Voltarelli acredita que as células-tronco substituam as células sangüíneas e assim ajudem a restaurar o sistema imunológico debilitado pela quimioterapia. Das nove pessoas tratadas, três morreram – um fato que os médicos atribuem a complicações geradas pela quimioterapia e à gravidade da doença que já apresentavam. As outras seis melhoraram, embora permaneçam sob acompanhamento médico. Cinco delas não precisaram mais de medicamentos que inibem o sistema imune e apenas uma recebeu mais uma dose de imunossupressores. “Aos poucos,estamos avançando”, diz Voltarelli, que integra a equipe que prepara os primeiros estudos em outros dois problemas de saúde humana, a artrite reumatóide e o diabetes.

Neurônios lesados
Numa outra série de experimentos, Rosalia Mendez Otero e Gabriel de Freitas, da Universidade Federal do Rio de Janeiro (UFRJ), e Maria Lucia Mendonça, do Hospital Pró-Cardíaco, conseguiram reduzir – por enquanto apenas em ratos – os danos decorrentes da morte de parte do cérebro por falta de oxigênio e nutrientes. Conhecido como acidente vascular cerebral isquêmico (AVC) ou isquemia cerebral, esse problema pode levar à imobilidade de braços e pernas e até mesmo à perda da fala. Privados de sangue, os neurônios morrem e liberam glutamato, uma substância química que realiza a comunicação entre as células nervosas. Em concentrações elevadas, porém, o glutamato torna-se tóxico e mata as células vizinhas, ampliando o estrago.

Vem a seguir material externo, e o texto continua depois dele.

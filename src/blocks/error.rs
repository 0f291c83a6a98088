use super::types::{BlockType, UnknownBlockType};

/// Errors surfaced by the block core.
#[derive(Debug, thiserror::Error)]
pub enum BlockError {
    #[error("block {0} not found")]
    NotFound(i64),

    #[error("malformed reorder: {0}")]
    MalformedReorder(String),

    #[error("invalid block content: {0}")]
    InvalidContent(String),

    #[error("block order must be non-negative, got {0}")]
    NegativeOrder(i64),

    #[error("content is for a {actual} block but the block is {expected}")]
    TypeMismatch {
        expected: BlockType,
        actual: BlockType,
    },

    #[error("persistence failure: {0}")]
    Persistence(#[from] sqlx::Error),
}

pub type Result<T> = std::result::Result<T, BlockError>;

impl From<UnknownBlockType> for BlockError {
    fn from(err: UnknownBlockType) -> Self {
        BlockError::InvalidContent(err.to_string())
    }
}
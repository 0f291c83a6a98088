use serde::{Deserialize, Serialize};
use std::path::PathBuf;
use std::str::FromStr;

#[derive(Debug, Clone, Copy, PartialEq, Eq, Serialize, Deserialize)]
#[serde(rename_all = "lowercase")]
pub enum LogLevel {
    Trace,
    Debug,
    Info,
    Warn,
    Error,
}

impl std::fmt::Display for LogLevel {
    fn fmt(&self, f: &mut std::fmt::Formatter<'_>) -> std::fmt::Result {
        match self {
            LogLevel::Trace => write!(f, "trace"),
            LogLevel::Debug => write!(f, "debug"),
            LogLevel::Info => write!(f, "info"),
            LogLevel::Warn => write!(f, "warn"),
            LogLevel::Error => write!(f, "error"),
        }
    }
}

impl FromStr for LogLevel {
    type Err = String;

    fn from_str(s: &str) -> Result<Self, Self::Err> {
        match s.trim().to_ascii_lowercase().as_str() {
            "trace" => Ok(LogLevel::Trace),
            "debug" => Ok(LogLevel::Debug),
            "info" => Ok(LogLevel::Info),
            "warn" | "warning" => Ok(LogLevel::Warn),
            "error" => Ok(LogLevel::Error),
            other => Err(format!("unknown log level '{}'", other)),
        }
    }
}

/// Where and how loudly the backend logs.
#[derive(Debug, Clone)]
pub struct LogConfig {
    pub environment: String,
    pub level: LogLevel,
    pub directory: PathBuf,
}

impl LogConfig {
    /// Read `ENVIRONMENT`, `LOG_LEVEL` and `LOG_DIR`.
    pub fn from_env() -> Self {
        Self::from_values(
            std::env::var("ENVIRONMENT").ok(),
            std::env::var("LOG_LEVEL").ok(),
            std::env::var("LOG_DIR").ok(),
        )
    }

    fn from_values(
        environment: Option<String>,
        level: Option<String>,
        directory: Option<String>,
    ) -> Self {
        let environment = environment
            .filter(|e| !e.trim().is_empty())
            .unwrap_or_else(|| "development".to_string());
        let fallback = if environment == "production" {
            LogLevel::Info
        } else {
            LogLevel::Debug
        };
        let level = level.and_then(|l| l.parse().ok()).unwrap_or(fallback);

        Self {
            environment,
            level,
            directory: PathBuf::from(directory.unwrap_or_else(|| "logs".to_string())),
        }
    }

    pub fn is_production(&self) -> bool {
        self.environment == "production"
    }

    /// Default `EnvFilter` directives when `RUST_LOG` is unset.
    pub fn filter_directives(&self) -> String {
        format!(
            "site_builder_backend={},tower_http={},axum={},sqlx=warn",
            self.level, self.level, self.level
        )
    }
}
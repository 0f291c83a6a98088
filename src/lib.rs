//! Site Builder Backend - block-based page editor API and its store

pub mod blocks;
pub mod db;
pub mod logging;
pub mod routes;

use axum::{
    http::{HeaderValue, Method},
    middleware,
    routing::{get, post},
    Router,
};
use sqlx::SqlitePool;
use std::net::SocketAddr;
use tower_http::{
    compression::CompressionLayer, cors::CorsLayer, limit::RequestBodyLimitLayer, trace::TraceLayer,
};

use crate::blocks::BlockRepository;
use crate::db::visits::VisitRepository;

/// Shared handler state. The pool is owned here and cloned cheaply per request.
#[derive(Debug, Clone)]
pub struct AppState {
    pub pool: SqlitePool,
    pub blocks: BlockRepository,
    pub visits: VisitRepository,
}

impl AppState {
    pub fn new(pool: SqlitePool) -> Self {
        Self {
            blocks: BlockRepository::new(pool.clone()),
            visits: VisitRepository::new(pool.clone()),
            pool,
        }
    }
}

fn parse_origins(allowed: Option<String>, frontend: Option<String>) -> Vec<HeaderValue> {
    allowed
        .and_then(|s| {
            let origins: Vec<HeaderValue> = s
                .split(',')
                .filter_map(|origin| origin.trim().parse().ok())
                .collect();
            if origins.is_empty() {
                None
            } else {
                Some(origins)
            }
        })
        .or_else(|| {
            frontend
                .and_then(|s| s.parse().ok())
                .map(|origin| vec![origin])
        })
        .unwrap_or_else(|| {
            vec![
                HeaderValue::from_static("http://localhost:3000"),
                HeaderValue::from_static("http://127.0.0.1:3000"),
            ]
        })
}

/// Configure CORS from environment variables.
/// Uses ALLOWED_ORIGINS (comma-separated) or FRONTEND_ORIGIN, and falls back
/// to the local editor dev server.
pub fn configure_cors() -> CorsLayer {
    let allowed_origins = parse_origins(
        std::env::var("ALLOWED_ORIGINS").ok(),
        std::env::var("FRONTEND_ORIGIN").ok(),
    );

    CorsLayer::new()
        .allow_origin(allowed_origins)
        .allow_methods([Method::GET, Method::POST, Method::PUT, Method::DELETE])
        .allow_headers([axum::http::header::CONTENT_TYPE])
        .allow_credentials(true)
}

/// Create and configure the application router.
pub fn create_app(state: AppState) -> Router {
    let cors = configure_cors();
    tracing::info!("CORS configured");

    Router::new()
        .route(
            "/api/blocks",
            get(routes::blocks::list_blocks).post(routes::blocks::create_block),
        )
        .route("/api/blocks/reorder", post(routes::blocks::reorder_blocks))
        .route(
            "/api/blocks/defaults/{block_type}",
            get(routes::blocks::get_defaults),
        )
        .route(
            "/api/blocks/{id}",
            get(routes::blocks::get_block)
                .put(routes::blocks::update_block)
                .delete(routes::blocks::delete_block),
        )
        .route("/api/blocks/{id}/move", post(routes::blocks::move_block))
        .route("/api/analytics/visit", post(routes::analytics::track_visit))
        .route(
            "/api/analytics/summary",
            get(routes::analytics::visit_summary),
        )
        .route("/health", get(routes::health::health_ping))
        .route("/health/database", get(routes::health::health_database))
        .route("/health/ready", get(routes::health::health_ready))
        .with_state(state)
        .layer(logging::middleware::propagate_request_id_layer())
        .layer(middleware::from_fn(logging::middleware::log_request))
        .layer(logging::middleware::request_id_layer())
        .layer(TraceLayer::new_for_http())
        .layer(CompressionLayer::new())
        // Block documents are small; 2 MB covers large galleries
        .layer(RequestBodyLimitLayer::new(2 * 1024 * 1024))
        .layer(cors)
}

fn bind_address() -> Result<SocketAddr, std::net::AddrParseError> {
    let host = std::env::var("HOST").unwrap_or_else(|_| "127.0.0.1".to_string());
    let port: u16 = std::env::var("PORT")
        .ok()
        .and_then(|s| s.parse().ok())
        .unwrap_or(3001);
    format!("{}:{}", host, port).parse()
}

async fn shutdown_signal() {
    if let Err(e) = tokio::signal::ctrl_c().await {
        tracing::error!("Failed to listen for shutdown signal: {}", e);
        std::future::pending::<()>().await;
    }
    tracing::info!("Shutdown signal received");
}

/// Run the server (used by main).
pub async fn run() -> Result<(), Box<dyn std::error::Error>> {
    dotenvy::dotenv().ok();

    let log_config = logging::LogConfig::from_env();
    // Dropping the guards stops the background writers and loses buffered lines.
    let _log_guards = logging::init(&log_config);

    routes::health::init_start_time();

    if log_config.is_production() {
        tracing::warn!(
            "SECURITY: the editor API has no authentication. \
             Keep it behind a trusted proxy or private network."
        );
    }

    let pool = db::init_pool(None).await?;
    db::run_migrations(&pool).await?;

    let app = create_app(AppState::new(pool.clone()));

    let addr = bind_address()?;
    tracing::info!("Starting server on {}", addr);
    let listener = tokio::net::TcpListener::bind(addr).await?;

    axum::serve(
        listener,
        app.into_make_service_with_connect_info::<SocketAddr>(),
    )
    .with_graceful_shutdown(shutdown_signal())
    .await?;

    pool.close().await;
    tracing::info!("Server stopped");
    Ok(())
}
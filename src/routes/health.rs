/**
 * Health Routes
 * Endpoints for checking backend and store health
 */
use axum::{extract::State, http::StatusCode, response::IntoResponse, Json};
use chrono::{DateTime, Utc};
use serde::{Deserialize, Serialize};
use std::time::Instant;

use crate::AppState;

// Track server start time for uptime calculation
lazy_static::lazy_static! {
    static ref SERVER_START: Instant = Instant::now();
}

/// Initialize the server start time
pub fn init_start_time() {
    lazy_static::initialize(&SERVER_START);
}

/// Single service check result
#[derive(Debug, Serialize, Deserialize)]
#[serde(rename_all = "camelCase")]
pub struct ServiceCheck {
    pub status: String,
    #[serde(skip_serializing_if = "Option::is_none")]
    pub response_time: Option<u64>,
    #[serde(skip_serializing_if = "Option::is_none")]
    pub error: Option<String>,
}

/// Ready check response
#[derive(Debug, Serialize, Deserialize)]
#[serde(rename_all = "camelCase")]
pub struct ReadyResponse {
    pub status: String,
    pub timestamp: DateTime<Utc>,
    #[serde(skip_serializing_if = "Option::is_none")]
    pub uptime: Option<u64>,
    pub database: String,
    #[serde(skip_serializing_if = "Option::is_none")]
    pub reason: Option<String>,
}

/// Simple health response
#[derive(Debug, Serialize, Deserialize)]
pub struct SimpleHealthResponse {
    pub status: String,
}

async fn database_check(state: &AppState) -> ServiceCheck {
    match crate::db::health_check(&state.pool).await {
        Ok(duration) => ServiceCheck {
            status: "healthy".to_string(),
            response_time: Some(duration.as_millis() as u64),
            error: None,
        },
        Err(e) => ServiceCheck {
            status: "unhealthy".to_string(),
            response_time: None,
            error: Some(e.to_string()),
        },
    }
}

/// GET /health - Simple health ping
pub async fn health_ping() -> impl IntoResponse {
    Json(SimpleHealthResponse {
        status: "ok".to_string(),
    })
}

/// GET /health/database - Database health check
pub async fn health_database(State(state): State<AppState>) -> impl IntoResponse {
    (StatusCode::OK, Json(database_check(&state).await))
}

/// GET /health/ready - Readiness check; the editor is useless without its store
pub async fn health_ready(State(state): State<AppState>) -> impl IntoResponse {
    let uptime = SERVER_START.elapsed().as_secs();
    let check = database_check(&state).await;
    let is_ready = check.error.is_none();

    let response = ReadyResponse {
        status: if is_ready { "ready" } else { "not ready" }.to_string(),
        timestamp: Utc::now(),
        uptime: Some(uptime),
        database: check.status,
        reason: check.error.map(|e| format!("Database is not healthy: {}", e)),
    };

    let status = if is_ready {
        StatusCode::OK
    } else {
        StatusCode::SERVICE_UNAVAILABLE
    };
    (status, Json(response))
}

#[cfg(test)]
mod tests {
    use super::*;
    use crate::db::{self, DbConfig};
    use axum::body::Body;
    use axum::http::Request;
    use axum::routing::get;
    use axum::Router;
    use tower::ServiceExt;

    async fn test_state() -> AppState {
        let pool = db::init_pool(Some(DbConfig::in_memory())).await.unwrap();
        AppState::new(pool)
    }

    fn test_router(state: AppState) -> Router {
        Router::new()
            .route("/health", get(health_ping))
            .route("/health/database", get(health_database))
            .route("/health/ready", get(health_ready))
            .with_state(state)
    }

    async fn get_json<T: serde::de::DeserializeOwned>(app: Router, uri: &str) -> (StatusCode, T) {
        let req = Request::get(uri).body(Body::empty()).unwrap();
        let res = app.oneshot(req).await.unwrap();
        let status = res.status();
        let body = axum::body::to_bytes(res.into_body(), usize::MAX).await.unwrap();
        let value: T = serde_json::from_slice(&body).unwrap();
        (status, value)
    }

    #[tokio::test]
    async fn test_health_ping_returns_ok() {
        init_start_time();
        let (status, body) =
            get_json::<SimpleHealthResponse>(test_router(test_state().await), "/health").await;
        assert_eq!(status, StatusCode::OK);
        assert_eq!(body.status, "ok");
    }

    #[tokio::test]
    async fn test_health_database_reports_healthy_pool() {
        let (status, body) =
            get_json::<ServiceCheck>(test_router(test_state().await), "/health/database").await;
        assert_eq!(status, StatusCode::OK);
        assert_eq!(body.status, "healthy");
        assert!(body.response_time.is_some());
    }

    #[tokio::test]
    async fn test_health_ready_with_open_pool() {
        init_start_time();
        let (status, body) =
            get_json::<ReadyResponse>(test_router(test_state().await), "/health/ready").await;
        assert_eq!(status, StatusCode::OK);
        assert_eq!(body.status, "ready");
        assert_eq!(body.database, "healthy");
        assert!(body.reason.is_none());
    }

    #[tokio::test]
    async fn test_health_ready_with_closed_pool() {
        let state = test_state().await;
        state.pool.close().await;
        let (status, body) = get_json::<ReadyResponse>(test_router(state), "/health/ready").await;
        assert_eq!(status, StatusCode::SERVICE_UNAVAILABLE);
        assert_eq!(body.status, "not ready");
        assert!(body.reason.is_some());
    }
}
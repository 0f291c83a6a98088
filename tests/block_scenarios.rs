//! Editor scenarios run against the public API with a private in-memory store.

use axum::body::Body;
use axum::extract::connect_info::MockConnectInfo;
use axum::http::{Method, Request, StatusCode};
use serde_json::{json, Value};
use site_builder_backend::blocks::{
    BlockContent, BlockRepository, BlockStyles, BlockType, OrderAssignment,
};
use site_builder_backend::db::{self, DbConfig};
use site_builder_backend::{create_app, AppState};
use std::net::SocketAddr;
use tower::ServiceExt;

async fn repository() -> BlockRepository {
    let pool = db::init_pool(Some(DbConfig::in_memory())).await.unwrap();
    db::run_migrations(&pool).await.unwrap();
    BlockRepository::new(pool)
}

async fn append(repo: &BlockRepository, types: &[BlockType]) -> Vec<i64> {
    let mut ids = Vec::new();
    for block_type in types {
        ids.push(repo.append_default(*block_type).await.unwrap().id);
    }
    ids
}

async fn listing(repo: &BlockRepository) -> Vec<(i64, i64)> {
    repo.list_all()
        .await
        .unwrap()
        .into_iter()
        .map(|b| (b.id, b.block_order))
        .collect()
}

#[tokio::test]
async fn reorder_puts_gallery_first() {
    let repo = repository().await;
    let ids = append(&repo, &[BlockType::Hero, BlockType::Text, BlockType::Gallery]).await;
    let (hero, text, gallery) = (ids[0], ids[1], ids[2]);

    repo.reorder_all(&[
        OrderAssignment { id: gallery, block_order: 0 },
        OrderAssignment { id: hero, block_order: 1 },
        OrderAssignment { id: text, block_order: 2 },
    ])
    .await
    .unwrap();

    let blocks = repo.list_all().await.unwrap();
    let types: Vec<BlockType> = blocks.iter().map(|b| b.block_type).collect();
    assert_eq!(types, [BlockType::Gallery, BlockType::Hero, BlockType::Text]);
    assert_eq!(listing(&repo).await, vec![(gallery, 0), (hero, 1), (text, 2)]);
}

#[tokio::test]
async fn delete_middle_then_reorder_restores_density() {
    let repo = repository().await;
    let ids = append(&repo, &[BlockType::Hero, BlockType::Text, BlockType::Contact]).await;

    repo.delete(ids[1]).await.unwrap();
    assert_eq!(listing(&repo).await, vec![(ids[0], 0), (ids[2], 2)]);

    repo.reorder_ids(&[ids[0], ids[2]]).await.unwrap();
    assert_eq!(listing(&repo).await, vec![(ids[0], 0), (ids[2], 1)]);
}

#[tokio::test]
async fn create_at_count_appears_last() {
    let repo = repository().await;
    append(&repo, &[BlockType::Hero, BlockType::Text]).await;

    let order = repo.count().await.unwrap();
    let id = repo
        .create(
            BlockType::Testimonials,
            order,
            BlockContent::default_for(BlockType::Testimonials),
            BlockStyles::default_for(BlockType::Testimonials),
        )
        .await
        .unwrap();

    let blocks = repo.list_all().await.unwrap();
    let last = blocks.last().unwrap();
    assert_eq!(last.id, id);
    assert_eq!(last.block_order, 2);
    assert_eq!(last.content, BlockContent::default_for(BlockType::Testimonials));
}

#[tokio::test]
async fn legacy_hero_migrates_once_through_the_api() {
    let pool = db::init_pool(Some(DbConfig::in_memory())).await.unwrap();
    db::run_migrations(&pool).await.unwrap();
    sqlx::query("INSERT INTO blocks (block_type, block_order, content, styles) VALUES (?, ?, ?, ?)")
        .bind("hero")
        .bind(0_i64)
        .bind(r#"{"title":"Fresh Bread","subtitle":"Since 1952","description":"Baked daily"}"#)
        .bind("{}")
        .execute(&pool)
        .await
        .unwrap();

    let app = create_app(AppState::new(pool.clone()))
        .layer(MockConnectInfo(SocketAddr::from(([127, 0, 0, 1], 9000))));

    let mut seen = Vec::new();
    for _ in 0..2 {
        let res = app
            .clone()
            .oneshot(Request::get("/api/blocks").body(Body::empty()).unwrap())
            .await
            .unwrap();
        assert_eq!(res.status(), StatusCode::OK);
        let bytes = axum::body::to_bytes(res.into_body(), usize::MAX).await.unwrap();
        let body: Value = serde_json::from_slice(&bytes).unwrap();
        seen.push(body["blocks"][0]["content"]["textBoxes"].clone());
    }

    assert_eq!(seen[0], seen[1]);
    let boxes = seen[0].as_array().unwrap();
    assert_eq!(boxes.len(), 3);
    assert_eq!(boxes[0]["text"], json!("Since 1952"));
    assert_eq!(boxes[1]["text"], json!("Fresh Bread"));
    assert_eq!(boxes[2]["text"], json!("Baked daily"));

    let stored: String = sqlx::query_scalar("SELECT content FROM blocks")
        .fetch_one(&pool)
        .await
        .unwrap();
    let stored: Value = serde_json::from_str(&stored).unwrap();
    assert_eq!(stored["textBoxes"], seen[0]);
}

#[tokio::test]
async fn editor_session_over_http() {
    let pool = db::init_pool(Some(DbConfig::in_memory())).await.unwrap();
    db::run_migrations(&pool).await.unwrap();
    let app = create_app(AppState::new(pool))
        .layer(MockConnectInfo(SocketAddr::from(([127, 0, 0, 1], 9000))));

    let call = |method: Method, uri: String, body: Option<Value>| {
        let app = app.clone();
        async move {
            let body = body
                .map(|b| Body::from(serde_json::to_vec(&b).unwrap()))
                .unwrap_or_else(Body::empty);
            let req = Request::builder()
                .method(method)
                .uri(uri)
                .header("content-type", "application/json")
                .body(body)
                .unwrap();
            let res = app.oneshot(req).await.unwrap();
            let status = res.status();
            let bytes = axum::body::to_bytes(res.into_body(), usize::MAX).await.unwrap();
            let value: Value = serde_json::from_slice(&bytes).unwrap_or(Value::Null);
            (status, value)
        }
    };

    let mut ids = Vec::new();
    for block_type in ["hero", "text", "spacer"] {
        let (status, block) = call(
            Method::POST,
            "/api/blocks".to_string(),
            Some(json!({ "block_type": block_type })),
        )
        .await;
        assert_eq!(status, StatusCode::CREATED);
        ids.push(block["id"].as_i64().unwrap());
    }

    let (status, _) = call(Method::DELETE, format!("/api/blocks/{}", ids[1]), None).await;
    assert_eq!(status, StatusCode::OK);

    let (status, list) = call(
        Method::POST,
        format!("/api/blocks/{}/move", ids[2]),
        Some(json!({ "direction": "up" })),
    )
    .await;
    assert_eq!(status, StatusCode::OK);
    let order: Vec<i64> = list["blocks"]
        .as_array()
        .unwrap()
        .iter()
        .map(|b| b["id"].as_i64().unwrap())
        .collect();
    assert_eq!(order, vec![ids[2], ids[0]]);
    assert_eq!(list["blocks"][1]["block_order"], json!(1));

    let (status, _) = call(Method::GET, format!("/api/blocks/{}", ids[1]), None).await;
    assert_eq!(status, StatusCode::NOT_FOUND);

    let (status, visit) = call(
        Method::POST,
        "/api/analytics/visit".to_string(),
        Some(json!({ "page": "/" })),
    )
    .await;
    assert_eq!(status, StatusCode::CREATED);
    assert!(visit["session_id"].is_string());

    let (status, summary) = call(Method::GET, "/api/analytics/summary".to_string(), None).await;
    assert_eq!(status, StatusCode::OK);
    assert_eq!(summary["total_visits"], json!(1));

    let (status, ready) = call(Method::GET, "/health/ready".to_string(), None).await;
    assert_eq!(status, StatusCode::OK);
    assert_eq!(ready["status"], json!("ready"));
}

Rosalia observou que, ao injetar células-tronco no sangue de ratos com isquemia cerebral, essas células se dirigem para a região lesada, onde se instalam e permitem a recuperação de neurônios ao redor da área morta – ao que parece, por liberarem substânciasquímicas que contrabalançam a ação do glutamato. Caso pesquisas futuras confirmem esse resultado, o uso de células-tronco pode se tornar uma forma eficaz de impedir, ou ao menos diminuir, os efeitos secundários, que só aparecem alguns dias após a isquemia cerebral. Os medicamentos disponíveis atualmente dissolvem o coágulo que bloqueia o fluxo de sangue, mas só reduzem os danos se tomados nas três primeiras horas após a isquemia. O que se pretende com as células-tronco é ampliar o período em que ainda é possível reduzir os danos gerados pela falta de irrigação do cérebro.